«Хорошо помню и свидетельствую, что не было тогда в зале ни одного человека, которого этот доклад не потряс, не оглушил своей жестокой прямотой, ужасом перечисляемых фактов и деяний, — напишет позже Байбаков. — Для многих это все стало испытанием их веры в коммунистические идеалы, в смысл всей жизни. Делегаты, казалось, застыли в каком-то тяжелом оцепенении, иные потупив глаза, словно слова хрущевских обвинений касались и их, другие, не отрывая недвижного взгляда от докладчика. С высокой трибуны падали в зал страшные слова о массовых репрессиях и произволе власти по вине Сталина, который был великим в умах и сердцах многих из сидящих в этом потрясенном зале».
В своем докладе Хрущев напирал на то, что выступить против Сталина его окружение не могло из страха быть тут же отправленными в ГУЛАГ. Этот фрагмент хрущевской речи вскоре трансформировался в знаменитый анекдот. В момент своего выступления Никита Сергеевич получил из зала записку: «Где же вы были при Сталине?» Хрущев обратился к залу: «Кто это написал?» Молчание. «Кто это написал?» И вновь тишина. Хрущев резюмировал: «Вот и я был там же».

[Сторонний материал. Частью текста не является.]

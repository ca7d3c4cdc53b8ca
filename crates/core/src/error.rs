//! Error types for the MediBook domain.
//!
//! Uses `thiserror` for ergonomic error definitions.
//! Each bounded context has its own error enum; none of them cross the
//! orchestration boundary — they are converted into data where they occur.

use thiserror::Error;

/// The top-level error type for all MediBook operations.
#[derive(Debug, Error)]
pub enum Error {
    #[error("Provider error: {0}")]
    Provider(#[from] ProviderError),

    #[error("Channel error: {0}")]
    Channel(#[from] ChannelError),

    #[error("Tool error: {0}")]
    Tool(#[from] ToolError),

    #[error("Configuration error: {message}")]
    Config { message: String },

    #[error("Serialization error: {0}")]
    Serialization(#[from] serde_json::Error),

    #[error("Internal error: {0}")]
    Internal(String),
}

/// Result type alias using our Error.
pub type Result<T> = std::result::Result<T, Error>;

// --- Bounded context errors ---

/// Failures talking to the agent completion service.
#[derive(Debug, Clone, Error)]
pub enum ProviderError {
    /// Upstream is overloaded or down (502/503/504).
    #[error("Agent service unavailable (status: {status_code})")]
    Unavailable { status_code: u16 },

    #[error("API request failed: {message} (status: {status_code})")]
    ApiError {
        status_code: u16,
        message: String,
    },

    #[error("Authentication failed: {0}")]
    AuthenticationFailed(String),

    #[error("Request timed out: {0}")]
    Timeout(String),

    #[error("Network error: {0}")]
    Network(String),

    /// The payload had no `choices[0].message`.
    #[error("Malformed completion payload: {0}")]
    MalformedResponse(String),

    #[error("Provider not configured: {0}")]
    NotConfigured(String),
}

impl ProviderError {
    /// Whether this failure means the upstream itself is unavailable,
    /// as opposed to a transport or protocol problem on our side.
    pub fn is_unavailable(&self) -> bool {
        matches!(self, Self::Unavailable { .. })
    }
}

#[derive(Debug, Error)]
pub enum ChannelError {
    #[error("Channel not configured: {0}")]
    NotConfigured(String),

    #[error("Message delivery failed to {channel}: {reason}")]
    DeliveryFailed { channel: String, reason: String },

    #[error("Could not fetch history for {channel}: {reason}")]
    HistoryUnavailable { channel: String, reason: String },

    #[error("Channel connection lost: {0}")]
    ConnectionLost(String),
}

#[derive(Debug, Error)]
pub enum ToolError {
    #[error("Tool not found: {0}")]
    NotFound(String),

    #[error("Tool execution failed: {tool_name} — {reason}")]
    ExecutionFailed { tool_name: String, reason: String },

    #[error("Invalid tool arguments: {0}")]
    InvalidArguments(String),
}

Байбаков не мог не знать этого анекдота. Но в своих воспоминаниях о XX съезде места ему не отвел. Не странно ли? Ведь, казалось бы, фраза «вот и я был там же» — прямое оправдание всей сталинской номенклатуре, в которой и сам Байбаков был далеко не последним человеком. Но нет, анекдот Байбакову, похоже, пришелся не по душе. Почему — мы не знаем. Но можем строить предположения. Корневая причина неприятия им этого анекдота, нам кажется, не в том, что он извиняет сталинское окружение — против этого бывший нарком едва ли стал бы возражать, а в том, что отпускает грех малодушия лично Хрущеву. Хрущева Байбаков на дух не выносил. Считал выскочкой, авантюристом, случайно и незаслуженно вознесшимся на вершину власти. Посмотрите, каким он рисует его на трибуне XX съезда:
«Вот Хрущев, тяжело дыша, выпил воды из стакана, воспаленный, решительный. Пауза. А в зале все так же тихо, и в этой гнетущей тишине он продолжил читать свой доклад уже о том, как Сталин обращался со своими соратниками по партии, о Микояне, о Д. Бедном. Факты замельчили, утрачивая свою значимость и остроту. Разговор уже шел во многом не о культе личности, а просто о личности Сталина в жизни и быту. Видно было, что докладчик целеустремленно “снижает” человеческий облик вождя, которого сам еще недавно восхвалял. Изображаемый Хрущевым Сталин все же никак не совмещался с тем живым образом, который мне ясно помнился. Сталин самодурствовал, не признавал чужих мнений? Изощренно издевался? Это не так. Был Сталин некомпетентен в военных вопросах, руководил операциями на фронтах “по глобусу”? И опять — очевидная и грубая неправда. Человек, проштудировавший сотни и сотни книг по истории, военному искусству, державший в памяти планы и схемы почти всех операций прошедшей войны? Зачем же всем этим домыслам, личным оценкам соседствовать с горькой державной правдой, с истинной нашей болью? Да разве можно в наших бедах взять и все свалить только на Сталина, на него одного? Выходила какая-то густо подчерненная правда. А где были в это время члены Политбюро, ЦК и сам Н. С. Хрущев? Так зачем возводить в том же масштабе культ — только уже “антивождя”?»
Налицо неэкономное расходование художественных средств: для демонстрации своего отношения к хрущевскому докладу Байбакову было бы достаточно показать, как выглядел докладчик («тяжело дыша», «воспаленный»), и мы бы все поняли. Но нет, здесь два героя. Один из них рассказчику неприятен и чужд, другой — симпатичен, понятен и дорог. В такой трактовке цитаты, конечно, содержится невольное упрощение. Но его задал сам автор своей пристрастностью. И трудно сказать, что сильней вдохновляло его на этот монолог — категорическое, едва не доходящее до физического отвращения неприятие Хрущева или так и не избытая с годами преданность Сталину.
Почему Хрущев решился сказать о Сталине то, что он сказал? Что им руководило? Байбаков искал этому объяснение. И находил самое простое: «В сарказме Хрущева сквозила нескрываемая личная ненависть к Сталину. Невольно возникала мысль — это не что иное, как месть за вынужденное многолетнее подобострастие перед ним».